After watching Maron’s bit and having a very convincing conversation with Silverman, in which we learn that Louie and Marc were once best friends but after a heavy falling out haven’t spoken in ten years, Louie sets up a meeting with Maron to apologize having realized the falling out was entirely Louie’s fault. Fans of Maron’s acclaimed podcast, WTF, will know that similar to the episode of Louie in which CK’s mild feud with Dane Cook was fictionalized, “Piano Lesson” dramatizes the actual antagonistic history these two comedians shared. The segment concludes with a simpler and less compelling exchange thatn the one with Cook as Louie ends up apologizing to Maron just as he did five years prior though that last part escaped Louie’s memory.
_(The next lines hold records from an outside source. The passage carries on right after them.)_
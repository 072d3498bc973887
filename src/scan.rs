use anyhow::Result;
use globset::{Glob, GlobSet, GlobSetBuilder};
use std::path::{Path, PathBuf};
use walkdir::WalkDir;

use crate::extract::CandidateExtractor;
use crate::models::Candidate;

/// Candidates found in one scan plus the files that had to be dropped.
#[derive(Debug, Default)]
pub struct ScanOutcome {
    pub candidates: Vec<Candidate>,
    pub dropped: Vec<PathBuf>,
}

/// Scan `input_root/<contributor>/*` (one level, no recursion) and run every
/// matching file through the extractor.
pub fn scan_contributors(
    input_root: &Path,
    include_globs: &[String],
    extractor: &dyn CandidateExtractor,
) -> Result<ScanOutcome> {
    let mut outcome = ScanOutcome::default();
    if !input_root.is_dir() {
        tracing::warn!(root = %input_root.display(), "input root does not exist; nothing to scan");
        return Ok(outcome);
    }

    let include_set = build_globset(include_globs)?;

    for owner_dir in top_level(input_root, EntryKind::Dir) {
        let owner = owner_dir
            .file_name()
            .map(|n| n.to_string_lossy().to_string())
            .unwrap_or_default();

        for path in top_level(&owner_dir, EntryKind::File) {
            if !matches_name(&include_set, &path) {
                continue;
            }
            match extractor.extract(&path) {
                Some(ex) => {
                    // Extractors only return identities that produce a key.
                    let Some(identity_key) = ex.identity.key() else {
                        outcome.dropped.push(path);
                        continue;
                    };
                    outcome.candidates.push(Candidate {
                        identity_key,
                        identity: ex.identity,
                        owner: owner.clone(),
                        path,
                        size: ex.size,
                        mtime: ex.mtime,
                        content_digest: ex.content_digest,
                        comment_health: ex.comment_health,
                    });
                }
                None => {
                    tracing::info!(path = %path.display(), "dropped: no usable identity");
                    outcome.dropped.push(path);
                }
            }
        }
    }

    tracing::debug!(
        candidates = outcome.candidates.len(),
        dropped = outcome.dropped.len(),
        "scan complete"
    );
    Ok(outcome)
}

#[derive(Clone, Copy, PartialEq, Eq)]
pub(crate) enum EntryKind {
    Dir,
    File,
}

/// Direct children of `root` of the given kind, sorted by path. Unreadable
/// entries are logged and skipped.
pub(crate) fn top_level(root: &Path, kind: EntryKind) -> Vec<PathBuf> {
    let mut out = Vec::new();
    let walker = WalkDir::new(root).min_depth(1).max_depth(1).sort_by_file_name();
    for entry in walker {
        let entry = match entry {
            Ok(e) => e,
            Err(e) => {
                tracing::warn!(root = %root.display(), error = %e, "skipping unreadable entry");
                continue;
            }
        };
        let ft = entry.file_type();
        let wanted = match kind {
            EntryKind::Dir => ft.is_dir(),
            EntryKind::File => ft.is_file(),
        };
        if wanted {
            out.push(entry.into_path());
        }
    }
    out
}

pub(crate) fn build_globset(patterns: &[String]) -> Result<GlobSet> {
    let mut builder = GlobSetBuilder::new();
    for pattern in patterns {
        builder.add(Glob::new(pattern)?);
    }
    Ok(builder.build()?)
}

/// Globs are matched against the file name only.
pub(crate) fn matches_name(set: &GlobSet, path: &Path) -> bool {
    path.file_name().map(|n| set.is_match(n)).unwrap_or(false)
}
Though this is a solid yet arguably underwhelming climax, it speaks to the amnesia routine seems to foster in people. Despite having already apologized years ago (and with tears no less), Louie has still yet to follow up with his former best friend and colleague by actually initiating some quality time between the two men. This suggests that Louie’s apology, though born of a genuine revelation (twice), was ultimately a more selfish move, one meant to alleviate guilt rather than repair a friendship. This is consistent with CK’s constant characterization of the human condition in which we’re all constantly failing yet hopefully striving to do better, like Sisyphus perpetually pushing that boulder up that hill.
Though the latter segment really took its time getting to its point, and didn’t necessarily pack the same cohesive punch most episodes of Louie wield so skillfully, the episode still works due to CK’s talent for details and making the most of a scene even if it’s completely inconsequential or anticlimactic. I can’t tell you how excited I was to see those two or three seconds of “Money House”, the fictional reality show which premiered in “Daddy’s Girlfriend Part1”, complete with the corpse of the blonde woman the requisite gay house member had stabbed to death.